Einen kräftigen Aufwärtstrend verbuchen in der Bepflanzung deutscher Weinberge dagegen mit international populären (ursprünglich französischen) Sorten. Die Anbaufläche mit Chardonnay hat sich innerhalb von zehn Jahren verdoppelt (2001: 719 ha; 2012: 1500 ha); Sauvignon blanc kam im selben Zeitraum von 0 auf 734 ha; ähnlich die Entwicklung beim Merlot von 0 auf 556 ha und der Cabernet Sauvignon machte einen statistischen Sprung von 0 auf 338 ha.

Klimawandel und Erhaltungszüchtung ermöglichten diesen „Blockbustern“ auch international eine rasante Verbreitung. Sie gehören zwar nicht zu den am meisten angebauten Rebsorten – diese Spitzenplätze nehmen in der Statistik spanische und französische Sorten für Konsum- und Verarbeitungsweine ein – aber sie belegen die ersten Ränge unter den Rebsorten für Qualitätsweine („Edelsorten“).

Der Zehnjahrsvergleich macht unübersehbar den Trend zur Qualitätsweinerzeugung sichtbar.

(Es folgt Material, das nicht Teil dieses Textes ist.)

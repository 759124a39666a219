// Routing decision for a question: canned small-talk reply or the backend

/// Tokens that mark a short message as small talk.
///
/// Matched as substrings of the lower-cased question, so "this" matches "hi"
/// and "yolk" matches "yo". Only questions of at most
/// [`MAX_SMALL_TALK_WORDS`] words are considered.
pub const SMALL_TALK_TOKENS: &[&str] = &[
    "hi",
    "hello",
    "hey",
    "howdy",
    "good morning",
    "good afternoon",
    "good evening",
    "greetings",
    "thanks",
    "thank you",
    "yo",
    "sup",
];

pub const MAX_SMALL_TALK_WORDS: usize = 4;

#[derive(Debug, Clone, Copy, PartialEq, Eq)]
pub enum Route {
    Greeting,
    Thanks,
    Backend,
}

impl Route {
    pub fn as_str(&self) -> &'static str {
        match self {
            Route::Greeting => "greeting",
            Route::Thanks => "thanks",
            Route::Backend => "backend",
        }
    }
}

/// Decide how to answer a question.
///
/// With `small_talk_enabled` off every question goes to the backend.
pub fn route(question: &str, small_talk_enabled: bool) -> Route {
    if !small_talk_enabled {
        return Route::Backend;
    }

    let lowered = question.trim().to_lowercase();
    let is_small_talk = SMALL_TALK_TOKENS.iter().any(|token| lowered.contains(token))
        && lowered.split_whitespace().count() <= MAX_SMALL_TALK_WORDS;

    if !is_small_talk {
        return Route::Backend;
    }

    let decision = if lowered.contains("thank") {
        Route::Thanks
    } else {
        Route::Greeting
    };
    tracing::info!(route = decision.as_str(), "Answering small talk locally");
    decision
}

#[cfg(test)]
mod tests {
    use super::*;

    #[test]
    fn test_greetings_take_shortcut() {
        assert_eq!(route("hi", true), Route::Greeting);
        assert_eq!(route("Hello there", true), Route::Greeting);
        assert_eq!(route("  GOOD MORNING  ", true), Route::Greeting);
    }

    #[test]
    fn test_thanks_branch() {
        assert_eq!(route("thanks", true), Route::Thanks);
        assert_eq!(route("Thank you so much", true), Route::Thanks);
    }

    #[test]
    fn test_long_question_goes_to_backend() {
        assert_eq!(
            route("hi, can you list all work items assigned to Sam please", true),
            Route::Backend
        );
    }

    #[test]
    fn test_question_without_token_goes_to_backend() {
        assert_eq!(route("open bugs?", true), Route::Backend);
    }

    #[test]
    fn test_substring_match_is_preserved() {
        // "this" contains "hi"; short enough to count as small talk
        assert_eq!(route("show this", true), Route::Greeting);
    }

    #[test]
    fn test_disabled_shortcut() {
        assert_eq!(route("hi", false), Route::Backend);
        assert_eq!(route("thanks", false), Route::Backend);
    }

    #[test]
    fn test_route_names() {
        assert_eq!(Route::Greeting.as_str(), "greeting");
        assert_eq!(Route::Thanks.as_str(), "thanks");
        assert_eq!(Route::Backend.as_str(), "backend");
    }
}
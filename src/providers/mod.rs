// Generation backends
//
// Both backends accept an ordered list of role-tagged messages and return
// generated text. The answer service only sees the `LlmProvider` trait, so
// tests can substitute a fake.

use anyhow::Result;
use async_trait::async_trait;

pub mod factory;
pub mod ollama;
pub mod openai;
pub mod types;

pub use factory::create_provider;
pub use ollama::OllamaProvider;
pub use openai::OpenAIProvider;
pub use types::{ChatMessage, ProviderError, ProviderRequest, ProviderResponse};

/// Trait for text generation backends
#[async_trait]
pub trait LlmProvider: Send + Sync {
    /// Send the messages and wait for the complete response
    async fn send_message(&self, request: &ProviderRequest) -> Result<ProviderResponse>;

    /// Provider name (e.g., "openai", "ollama")
    fn name(&self) -> &str;

    /// Model used when the request does not name one
    fn default_model(&self) -> &str;
}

Seit den 1990er Jahren verdoppelte sich die Rebfläche von Cabernet Sauvignon und Chardonnay, beim Merlot lag das Plus bei rund zwei Drittel. Damit wird Merlot vor Cabernet Sauvignon für die Rotwein-Erzeugung die am häufigsten angebaute Edelsorte.

Die stärksten Rückgänge im Anbau entfallen auf die Sorten für einfache Tischweine. Die von der EU geförderten Rodung von Weinbergsflächen vorwiegend in Spanien und Frankreich betraf überwiegend den Anbau von Sorten für die Großproduktion wie Airén und Garnacha (Grenache), deren Rebflächen sich um ein Viertel reduzierten, und Monastrell (Mourvèdre), die um etwa 20% abnahm.

Kommt darauf an, was man daraus macht: Endlose Rebfelder in Südamerika; Traubenlese in Tunesien












Weniger auffallende Veränderungen gab es im letzten Jahrzehnt bei Rebsorten, deren Anbau sich vornehmlich auf einige wenige Länder und Regionen konzentrieren, wie beim Rotwein Tempranillo (Spanien, Portugal), Cinsaut (Frankreich) und Sangiovese (Italien). Das zunehmende Interesse an Weißweinen führ bei den entsprechenden Sorten zu verbreiteten Anplanzungen. Dies betrifft neben dem Chardonnay in stärkerem Umfang Sauvignon blanc und weiße Burgundersorten. Da Riesling und Pinot noir (Blauburgunder) immer noch besonders hohe Ansprüche an das Terroir stellen, sind ihrer Expansion im Rebanbau natürliche Grenzen gesetzt. Das sichert ihnen im übrigen auch weiterhin den Verbleib in der „Königsklasse“.